**WHAT TO DO:** Take the records below and copy them exactly.

+++

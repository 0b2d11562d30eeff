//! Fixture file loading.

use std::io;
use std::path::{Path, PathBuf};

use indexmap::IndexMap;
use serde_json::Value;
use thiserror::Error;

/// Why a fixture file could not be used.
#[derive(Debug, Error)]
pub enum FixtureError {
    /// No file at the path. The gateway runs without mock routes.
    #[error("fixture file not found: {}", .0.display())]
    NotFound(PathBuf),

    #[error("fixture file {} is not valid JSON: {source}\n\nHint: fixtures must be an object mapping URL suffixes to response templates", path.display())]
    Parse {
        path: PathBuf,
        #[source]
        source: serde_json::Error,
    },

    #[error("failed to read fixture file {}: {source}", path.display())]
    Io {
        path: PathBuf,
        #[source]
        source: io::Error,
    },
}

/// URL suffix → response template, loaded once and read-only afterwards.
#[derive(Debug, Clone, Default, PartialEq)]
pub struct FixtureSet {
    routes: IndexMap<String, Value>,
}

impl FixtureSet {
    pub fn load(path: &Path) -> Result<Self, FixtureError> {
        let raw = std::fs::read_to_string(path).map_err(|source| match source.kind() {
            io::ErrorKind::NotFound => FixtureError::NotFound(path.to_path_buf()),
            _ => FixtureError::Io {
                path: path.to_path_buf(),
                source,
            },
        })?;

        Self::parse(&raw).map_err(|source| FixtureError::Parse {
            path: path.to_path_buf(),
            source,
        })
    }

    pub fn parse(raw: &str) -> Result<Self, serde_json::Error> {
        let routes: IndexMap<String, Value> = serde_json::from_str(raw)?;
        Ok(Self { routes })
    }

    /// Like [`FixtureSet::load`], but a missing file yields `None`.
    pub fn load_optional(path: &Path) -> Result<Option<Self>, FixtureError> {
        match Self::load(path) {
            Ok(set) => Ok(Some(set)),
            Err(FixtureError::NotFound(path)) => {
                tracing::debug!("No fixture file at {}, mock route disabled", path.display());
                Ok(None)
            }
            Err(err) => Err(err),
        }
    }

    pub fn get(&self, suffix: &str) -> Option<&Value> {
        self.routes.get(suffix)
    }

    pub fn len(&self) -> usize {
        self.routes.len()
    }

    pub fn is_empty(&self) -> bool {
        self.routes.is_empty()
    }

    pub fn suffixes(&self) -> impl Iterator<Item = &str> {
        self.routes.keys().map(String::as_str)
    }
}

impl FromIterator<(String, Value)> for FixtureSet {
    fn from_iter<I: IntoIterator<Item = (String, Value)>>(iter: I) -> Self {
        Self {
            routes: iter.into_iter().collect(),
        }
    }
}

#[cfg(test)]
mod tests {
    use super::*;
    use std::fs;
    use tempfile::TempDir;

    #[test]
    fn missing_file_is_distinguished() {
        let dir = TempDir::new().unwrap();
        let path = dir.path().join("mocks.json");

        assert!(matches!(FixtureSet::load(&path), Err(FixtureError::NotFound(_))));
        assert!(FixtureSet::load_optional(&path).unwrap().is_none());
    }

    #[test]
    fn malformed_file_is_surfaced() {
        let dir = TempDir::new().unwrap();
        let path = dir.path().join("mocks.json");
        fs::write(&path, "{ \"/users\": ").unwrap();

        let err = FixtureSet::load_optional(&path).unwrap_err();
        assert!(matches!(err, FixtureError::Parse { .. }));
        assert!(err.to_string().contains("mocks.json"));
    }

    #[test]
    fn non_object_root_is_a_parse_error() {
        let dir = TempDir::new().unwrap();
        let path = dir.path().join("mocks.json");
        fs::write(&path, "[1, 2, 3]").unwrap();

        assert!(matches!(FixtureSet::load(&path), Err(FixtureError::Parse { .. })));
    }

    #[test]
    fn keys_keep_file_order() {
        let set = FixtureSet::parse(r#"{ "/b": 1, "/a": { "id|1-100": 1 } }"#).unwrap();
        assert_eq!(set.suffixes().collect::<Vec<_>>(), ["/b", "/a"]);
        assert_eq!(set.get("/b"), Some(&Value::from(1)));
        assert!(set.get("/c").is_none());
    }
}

+++

**EXERCISE RESULT:**
repository 0b2d11562d30eeff
//! Fixture file loading.

use std::io;
use std::path::{Path, PathBuf};

use indexmap::IndexMap;
use serde_json::Value;
use thiserror::Error;

/// Why a fixture file could not be used.
#[derive(Debug, Error)]
pub enum FixtureError {
    /// No file at the path. The gateway runs without mock routes.
    #[error("fixture file not found: {}", .0.display())]
    NotFound(PathBuf),

    #[error("fixture file {} is not valid JSON: {source}\n\nHint: fixtures must be an object mapping URL suffixes to response templates", path.display())]
    Parse {
        path: PathBuf,
        #[source]
        source: serde_json::Error,
    },

    #[error("failed to read fixture file {}: {source}", path.display())]
    Io {
        path: PathBuf,
        #[source]
        source: io::Error,
    },
}

/// URL suffix → response template, loaded once and read-only afterwards.
#[derive(Debug, Clone, Default, PartialEq)]
pub struct FixtureSet {
    routes: IndexMap<String, Value>,
}

impl FixtureSet {
    pub fn load(path: &Path) -> Result<Self, FixtureError> {
        let raw = std::fs::read_to_string(path).map_err(|source| match source.kind() {
            io::ErrorKind::NotFound => FixtureError::NotFound(path.to_path_buf()),
            _ => FixtureError::Io {
                path: path.to_path_buf(),
                source,
            },
        })?;

        Self::parse(&raw).map_err(|source| FixtureError::Parse {
            path: path.to_path_buf(),
            source,
        })
    }

    pub fn parse(raw: &str) -> Result<Self, serde_json::Error> {
        let routes: IndexMap<String, Value> = serde_json::from_str(raw)?;
        Ok(Self { routes })
    }

    /// Like [`FixtureSet::load`], but a missing file yields `None`.
    pub fn load_optional(path: &Path) -> Result<Option<Self>, FixtureError> {
        match Self::load(path) {
            Ok(set) => Ok(Some(set)),
            Err(FixtureError::NotFound(path)) => {
                tracing::debug!("No fixture file at {}, mock route disabled", path.display());
                Ok(None)
            }
            Err(err) => Err(err),
        }
    }

    pub fn get(&self, suffix: &str) -> Option<&Value> {
        self.routes.get(suffix)
    }

    pub fn len(&self) -> usize {
        self.routes.len()
    }

    pub fn is_empty(&self) -> bool {
        self.routes.is_empty()
    }

    pub fn suffixes(&self) -> impl Iterator<Item = &str> {
        self.routes.keys().map(String::as_str)
    }
}

impl FromIterator<(String, Value)> for FixtureSet {
    fn from_iter<I: IntoIterator<Item = (String, Value)>>(iter: I) -> Self {
        Self {
            routes: iter.into_iter().collect(),
        }
    }
}

#[cfg(test)]
mod tests {
    use super::*;
    use std::fs;
    use tempfile::TempDir;

    #[test]
    fn missing_file_is_distinguished() {
        let dir = TempDir::new().unwrap();
        let path = dir.path().join("mocks.json");

        assert!(matches!(FixtureSet::load(&path), Err(FixtureError::NotFound(_))));
        assert!(FixtureSet::load_optional(&path).unwrap().is_none());
    }

    #[test]
    fn malformed_file_is_surfaced() {
        let dir = TempDir::new().unwrap();
        let path = dir.path().join("mocks.json");
        fs::write(&path, "{ \"/users\": ").unwrap();

        let err = FixtureSet::load_optional(&path).unwrap_err();
        assert!(matches!(err, FixtureError::Parse { .. }));
        assert!(err.to_string().contains("mocks.json"));
    }

    #[test]
    fn non_object_root_is_a_parse_error() {
        let dir = TempDir::new().unwrap();
        let path = dir.path().join("mocks.json");
        fs::write(&path, "[1, 2, 3]").unwrap();

        assert!(matches!(FixtureSet::load(&path), Err(FixtureError::Parse { .. })));
    }

    #[test]
    fn keys_keep_file_order() {
        let set = FixtureSet::parse(r#"{ "/b": 1, "/a": { "id|1-100": 1 } }"#).unwrap();
        assert_eq!(set.suffixes().collect::<Vec<_>>(), ["/b", "/a"]);
        assert_eq!(set.get("/b"), Some(&Value::from(1)));
        assert!(set.get("/c").is_none());
    }
}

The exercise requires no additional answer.